In 1937 the United States passed the Marihuana Tax Act (it was spelled with an “h” rather than a “j” during the late 19th and early 20th centuries), which banned hemp production. The act was overturned in 2015 to allow some states to grow hemp for industrial purposes.

The reason for this is hemp has been shown to have an incredibly large number of uses and is considered by some to be “one of the earliest domesticated plants known.” How early? There is evidence suggesting hemp was grown and cultivated during the later portion of the Stone Age.

So, before hemp became associated with a plant from the same genus, a plant it shares some properties with and doesn’t share others, it was one of the most important industrial crops for the world.

A Very Short History Of Marijuana In The U.S.

Modern American marijuana laws and opinions can be traced back to the early 1900s and late 1800s. The recreational use of marijuana is tied up with a lot of politics so there are more than a few strong opinions based on personal beliefs.

Time Magazine states that both the American and Mexican governments were banning marijuana around the same time, roughly the 1920s and 1930s. In America specifically, the 1937 Marijuana Tax Act created laws that meant you could only possess marijuana if you paid a specific amount in taxes and were authorized to use it for medical or industrial purposes.

After that, marijuana was subject to legislation in the 1950s, when the sentencing laws for possession were made more severe, and then in the 1970s, when those mandatory minimum sentences were repealed.

America has carried on since then in not really knowing how to treat and/or react to marijuana’s presence in all of our lives. It’s gone back and forth from being banned to being legalized for medical use, and in some states (only 11, as of now) legal to grow and use recreationally in small amounts.

Hemp, Marijuana, And THC

According to PBS, hemp and marijuana may look and smell alike, but their chemical properties are different and that is what sets them apart. And it’s a very important difference, one that puts a lot of the misinformation around hemp into perspective.

That’s because the chemical responsible for the “high” feeling brought on by marijuana consumption is barely found inside hemp. It’s called Tetrahydrocannabinol but is known as THC.

Hemp generally has .3% of THC content and marijuana can have anywhere between 10% and 30%. This does, in fact, mean that you won’t feel any euphoria or get “high” from smoking or consuming hemp. It’s also one reason why that hemp necklace you had is completely harmless.

What Can Hemp Be Used For?

Hemp was called “the new billion dollar crop,” and that was in 1938! A billion dollars back then meant something different than it does now, so you can imagine what that statement meant at the time.

Hemp has been found in archaeological digs throughout what was ancient Mesopotamia, and both cloth and rope has been found to date back 6,000 years. It didn’t go away after that, though, because it was used in nearly every century since then.

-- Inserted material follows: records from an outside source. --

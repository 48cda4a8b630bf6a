use wasm_bindgen::prelude::*;

use crate::domain::host::HostProfile;

pub use crate::simulation::{Engine, PerfStats};

/// Names accepted by `Engine.register_preset`, as a JSON array
#[wasm_bindgen]
pub fn host_preset_names() -> String {
    serde_json::to_string(HostProfile::preset_names()).unwrap_or_else(|_| "[]".to_string())
}

/// Full profile of a preset as JSON, for pages that want to tweak one
/// before registering it with `Engine.register_host`.
#[wasm_bindgen]
pub fn host_preset_json(name: &str) -> Option<String> {
    let profile = HostProfile::preset(name)?;
    serde_json::to_string(&profile).ok()
}
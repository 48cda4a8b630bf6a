pub mod config;
pub mod host;
pub mod particle;

pub use config::EngineConfig;
pub use host::{HostId, HostProfile};
pub use particle::{Particle, ParticleId};
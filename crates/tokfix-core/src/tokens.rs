//! Indexable token sequence that fixers rewrite in place

use std::ops::Index;

use crate::lexer::{Lexer, TokenizeError};
use crate::token::{BlockType, Token, TokenKind};

/// Ordered token sequence for a single source file
///
/// The number of tokens never changes after construction; fixers only
/// rewrite token text through [`Tokens::set_text`], which also records
/// whether anything actually changed.
#[derive(Debug, Clone, Default)]
pub struct Tokens {
    tokens: Vec<Token>,
    changed: bool,
}

impl Tokens {
    /// Tokenize PHP source code
    pub fn from_code(source: &str) -> Result<Self, TokenizeError> {
        let tokens = Lexer::new(source).tokenize()?;
        Ok(Self::from_vec(tokens))
    }

    pub fn from_vec(tokens: Vec<Token>) -> Self {
        Self {
            tokens,
            changed: false,
        }
    }

    /// Render the sequence back to source code
    pub fn generate_code(&self) -> String {
        let capacity = self.tokens.iter().map(|t| t.text().len()).sum();
        let mut code = String::with_capacity(capacity);
        for token in &self.tokens {
            code.push_str(token.text());
        }
        code
    }

    pub fn len(&self) -> usize {
        self.tokens.len()
    }

    pub fn is_empty(&self) -> bool {
        self.tokens.is_empty()
    }

    pub fn get(&self, index: usize) -> Option<&Token> {
        self.tokens.get(index)
    }

    pub fn iter(&self) -> std::slice::Iter<'_, Token> {
        self.tokens.iter()
    }

    /// Rewrite the text of the token at `index`
    ///
    /// Returns `true` if the text changed. Out-of-range indexes are ignored.
    pub fn set_text(&mut self, index: usize, text: impl Into<String>) -> bool {
        let changed = self
            .tokens
            .get_mut(index)
            .is_some_and(|token| token.set_text(text));
        self.changed |= changed;
        changed
    }

    /// Whether any token text changed since construction or the last
    /// [`Tokens::clear_changed`]
    pub fn is_changed(&self) -> bool {
        self.changed
    }

    pub fn clear_changed(&mut self) {
        self.changed = false;
    }

    /// Find the matching delimiter of the block delimiter at `index`
    ///
    /// Searches forward from an opener (`is_start`) or backward from a closer.
    /// Returns `None` when the token at `index` is not the expected delimiter
    /// or the block is unbalanced.
    pub fn find_block_end(&self, block: BlockType, index: usize, is_start: bool) -> Option<usize> {
        let open = TokenKind::Open(block);
        let close = TokenKind::Close(block);
        let expected = if is_start { open } else { close };
        if self.tokens.get(index)?.kind() != expected {
            return None;
        }

        let mut depth = 0usize;
        if is_start {
            for (i, token) in self.tokens.iter().enumerate().skip(index) {
                if token.kind() == open {
                    depth += 1;
                } else if token.kind() == close {
                    depth -= 1;
                    if depth == 0 {
                        return Some(i);
                    }
                }
            }
        } else {
            for i in (0..=index).rev() {
                let kind = self.tokens[i].kind();
                if kind == close {
                    depth += 1;
                } else if kind == open {
                    depth -= 1;
                    if depth == 0 {
                        return Some(i);
                    }
                }
            }
        }

        None
    }

    /// Index of the first token after `index` whose kind is one of `kinds`
    pub fn next_token_of_kind(&self, index: usize, kinds: &[TokenKind]) -> Option<usize> {
        self.tokens
            .iter()
            .enumerate()
            .skip(index + 1)
            .find(|(_, token)| kinds.contains(&token.kind()))
            .map(|(i, _)| i)
    }

    /// Index of the first non-whitespace token after `index`
    ///
    /// Comments count as non-whitespace.
    pub fn next_non_whitespace(&self, index: usize) -> Option<usize> {
        self.tokens
            .iter()
            .enumerate()
            .skip(index + 1)
            .find(|(_, token)| !token.is_whitespace())
            .map(|(i, _)| i)
    }

    /// Indexes of every `use` keyword that starts an import statement
    pub fn import_use_indexes(&self) -> Vec<usize> {
        self.tokens
            .iter()
            .enumerate()
            .filter(|(_, token)| token.kind() == TokenKind::UseImport)
            .map(|(i, _)| i)
            .collect()
    }
}

impl Index<usize> for Tokens {
    type Output = Token;

    fn index(&self, index: usize) -> &Token {
        &self.tokens[index]
    }
}

impl<'a> IntoIterator for &'a Tokens {
    type Item = &'a Token;
    type IntoIter = std::slice::Iter<'a, Token>;

    fn into_iter(self) -> Self::IntoIter {
        self.tokens.iter()
    }
}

Between the end of the U.S. Civil War and the year 1912, Kentucky was essentially the lone producer of hemp within the United States. Necklaces, rope, and paper have all been made from hemp, but there is an incredibly large variety of uses for it.

A report from Purdue University lists hemp as being used to make:

  • Paper products
  • Textiles (clothing)
  • Molded plastics
  • Body care products
  • Construction products
  • Livestock feed
  • Livestock bedding
  • Nutritional supplements
  • Essential oils
  • Medicines
  • Food

There have even been cars made from hemp. It’s true. It’s an incredibly versatile plant that has had its production within the United States limited due to misunderstanding its properties and confusing them with marijuana, though that has changed in recent years.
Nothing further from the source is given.